> Assignment
Throughout the records below, find the lines with the string "status" and give how many there are, nothing else.
Start of Information supplied
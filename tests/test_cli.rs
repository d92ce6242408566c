//! Integration tests for the `siteframe` binary.

use assert_cmd::Command;
use predicates::prelude::*;
use std::fs;
use tempfile::TempDir;

fn siteframe() -> Command {
    let mut cmd = Command::cargo_bin("siteframe").unwrap();
    cmd.env_remove("RUST_LOG");
    cmd
}

#[test]
fn test_show_prints_json_for_pinned_year() {
    siteframe()
        .args(["show", "--year", "2031"])
        .assert()
        .success()
        .stdout(predicate::str::contains("\"baseUrl\": \"/\""))
        .stdout(predicate::str::contains(
            "Copyright © 2031 Leo's Note. Built with Docusaurus.",
        ))
        .stdout(predicate::str::contains("./plugins/tailwind-plugin.cjs"));
}

#[test]
fn test_show_twice_is_byte_identical() {
    let first = siteframe()
        .args(["show", "--format", "yaml", "--year", "2026"])
        .output()
        .unwrap();
    let second = siteframe()
        .args(["show", "--format", "yaml", "--year", "2026"])
        .output()
        .unwrap();
    assert!(first.status.success());
    assert_eq!(first.stdout, second.stdout);
}

#[test]
fn test_check_builtin_site() {
    siteframe()
        .arg("check")
        .assert()
        .success()
        .stdout("ok: Leo's Note (1 presets, 1 plugins)\n");
}

#[test]
fn test_env_override_changes_one_policy() {
    siteframe()
        .env("SITEFRAME_ON_BROKEN_MARKDOWN_LINKS", "ignore")
        .args(["show", "--year", "2026"])
        .assert()
        .success()
        .stdout(predicate::str::contains("\"onBrokenLinks\": \"throw\""))
        .stdout(predicate::str::contains(
            "\"onBrokenMarkdownLinks\": \"ignore\"",
        ));
}

#[test]
fn test_check_reports_offending_field() {
    let temp_dir = TempDir::new().unwrap();
    let path = temp_dir.path().join("site.json");
    fs::write(
        &path,
        r#"{
            "title": "Notes",
            "favicon": "img/favicon.ico",
            "url": "https://notes.example.com",
            "organizationName": "someone",
            "projectName": "notes",
            "i18n": {"defaultLocale": "fr", "locales": ["en"]}
        }"#,
    )
    .unwrap();

    siteframe()
        .arg("check")
        .arg("--config")
        .arg(&path)
        .assert()
        .failure()
        .stderr(predicate::str::contains("i18n.defaultLocale"));
}

#[test]
fn test_unknown_format_is_rejected_by_parser() {
    siteframe()
        .args(["show", "--format", "xml"])
        .assert()
        .failure();
}

#[test]
fn test_env_without_separator_is_ignored() {
    siteframe()
        .env("SITEFRAMETITLE", "Hijacked")
        .env("SITEFRAME__TITLE", "Hijacked")
        .args(["show", "--year", "2026"])
        .assert()
        .success()
        .stdout(predicate::str::contains("\"title\": \"Leo's Note\""))
        .stdout(predicate::str::contains("Hijacked").not());
}

#[cfg(unix)]
#[test]
fn test_unrelated_non_utf8_variable_does_not_panic() {
    use std::ffi::OsString;
    use std::os::unix::ffi::OsStringExt;

    siteframe()
        .env("BAD", OsString::from_vec(vec![0xff]))
        .arg("check")
        .assert()
        .success()
        .stdout("ok: Leo's Note (1 presets, 1 plugins)\n");
}

#[test]
fn test_footer_link_with_two_targets_is_rejected() {
    let temp_dir = TempDir::new().unwrap();
    let path = temp_dir.path().join("site.json");
    fs::write(
        &path,
        r#"{
            "title": "Notes",
            "favicon": "img/favicon.ico",
            "url": "https://notes.example.com",
            "organizationName": "someone",
            "projectName": "notes",
            "themeConfig": {"footer": {"links": [{"title": "More", "items": [
                {"label": "Blog", "to": "/blog", "href": "https://x.dev"}
            ]}]}}
        }"#,
    )
    .unwrap();

    siteframe()
        .arg("check")
        .arg("--config")
        .arg(&path)
        .assert()
        .failure()
        .stderr(predicate::str::contains("both `to` and `href`"));
}
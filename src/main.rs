// Copyright © 2024 SiteFrame. All rights reserved.
// SPDX-License-Identifier: Apache-2.0 OR MIT

//! # SiteFrame CLI
//!
//! This is the main entry point for the SiteFrame command-line interface.
//! It initialises the logger, resolves the site configuration and prints it
//! (or a validation summary) for the static-site builder.

use std::io;

use anyhow::Context;
use log::info;
use siteframe::cli;

/// Parses the command line, sets up logging and runs the command.
///
/// # Errors
///
/// Returns an error if the configuration cannot be loaded, resolved or
/// validated, or if the output cannot be written.
fn run() -> Result<(), anyhow::Error> {
    let matches = cli::build().get_matches();

    env_logger::Builder::new()
        .filter_level(cli::log_level(matches.get_count("verbose")))
        .parse_default_env()
        .init();
    info!("Starting SiteFrame v{}", cli::VERSION);

    let stdout = io::stdout();
    let mut out = stdout.lock();
    cli::execute(&matches, &mut out)
        .context("Failed to resolve the site configuration")?;

    info!("SiteFrame completed successfully");
    Ok(())
}

/// The main entry point for the SiteFrame CLI.
fn main() {
    if let Err(err) = run() {
        eprintln!("Error: {:#}", err);
        std::process::exit(1);
    }
}
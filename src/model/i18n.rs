//! Localisation settings.

use std::collections::HashSet;

use serde::{Deserialize, Serialize};

use crate::core::error::ConfigDiagnostics;
use crate::core::traits::Validate;
use crate::validate::{self, FieldPath};

/// Default locale and the ordered set of supported locales.
#[derive(Debug, Clone, PartialEq, Eq, Serialize, Deserialize)]
#[serde(rename_all = "camelCase")]
pub struct I18nConfig {
    /// Locale used for unprefixed routes and the `html lang` attribute.
    pub default_locale: String,
    /// Supported locales in declaration order.
    pub locales: Vec<String>,
}

impl I18nConfig {
    /// A single-locale configuration.
    pub fn single<S: Into<String>>(locale: S) -> Self {
        let locale = locale.into();
        Self {
            default_locale: locale.clone(),
            locales: vec![locale],
        }
    }

    /// Returns `true` when `locale` is one of the supported locales.
    pub fn supports(&self, locale: &str) -> bool {
        self.locales.iter().any(|l| l == locale)
    }
}

impl Default for I18nConfig {
    fn default() -> Self {
        Self::single("en")
    }
}

impl Validate for I18nConfig {
    fn validate(&self, path: &FieldPath, diag: &mut ConfigDiagnostics) {
        let locales_path = path.key("locales");
        if self.locales.is_empty() {
            diag.error(
                locales_path.as_str(),
                "at least one locale is required",
            );
        }

        let mut seen = HashSet::new();
        for (i, locale) in self.locales.iter().enumerate() {
            let item = locales_path.index(i);
            if validate::non_empty(diag, &item, locale)
                && !seen.insert(locale.as_str())
            {
                diag.error(
                    item.as_str(),
                    format!("duplicate locale `{}`", locale),
                );
            }
        }

        let default_path = path.key("defaultLocale");
        if validate::non_empty(diag, &default_path, &self.default_locale)
            && !self.supports(&self.default_locale)
        {
            diag.error(
                default_path.as_str(),
                format!(
                    "`{}` is not one of the configured locales [{}]",
                    self.default_locale,
                    self.locales.join(", ")
                ),
            );
        }
    }
}
use std::sync::Arc;

use amumal_client::{ForumClient, LoginRequest, SubmitOutcome};
use amumal_core::{EmailFormat, FormGate, PasswordStrength, SessionRecord, ValidationField};

use crate::pages::{Route, SubmitResult};
use crate::session::SessionStore;

const LOGIN_FAILED: &str = "Please check your email or password.";

pub struct LoginPage {
    client: ForumClient,
    store: Arc<dyn SessionStore>,
    pub email: Arc<ValidationField>,
    pub password: Arc<ValidationField>,
    gate: FormGate,
}

impl LoginPage {
    pub fn new(client: ForumClient, store: Arc<dyn SessionStore>) -> Self {
        let email = Arc::new(ValidationField::new("email", EmailFormat));
        let password = Arc::new(ValidationField::new("password", PasswordStrength));
        let gate = FormGate::new([email.clone(), password.clone()]);
        Self {
            client,
            store,
            email,
            password,
            gate,
        }
    }

    pub fn gate(&self) -> &FormGate {
        &self.gate
    }

    /// Log in and remember the session.
    pub async fn submit(&self) -> SubmitResult {
        if !self.gate.can_submit() {
            return SubmitResult::Blocked;
        }

        let request = LoginRequest {
            email: self.email.normalized_value(),
            password: self.password.value(),
        };

        match self.client.login(&request).await {
            Ok(SubmitOutcome::Succeeded(data)) => {
                let record = SessionRecord {
                    user_id: data.user_id,
                    nickname: data.profile_nickname,
                    profile_image: data.profile_img_url,
                    email: request.email,
                };
                if let Err(e) = self.store.save(&record) {
                    tracing::error!(error = %e, "failed to save session");
                    return SubmitResult::Failed(LOGIN_FAILED);
                }
                tracing::info!(user_id = record.user_id, "logged in");
                SubmitResult::Done {
                    next: Route::Posts,
                    notice: None,
                }
            }
            Ok(SubmitOutcome::Failed { status, detail }) => {
                tracing::debug!(status, ?detail, "login rejected");
                SubmitResult::Failed(LOGIN_FAILED)
            }
            Err(e) => {
                tracing::warn!(error = %e, "login request failed");
                SubmitResult::Failed(LOGIN_FAILED)
            }
        }
    }

    pub fn go_signup(&self) -> Route {
        Route::Signup
    }
}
End of Information supplied
> Your response
3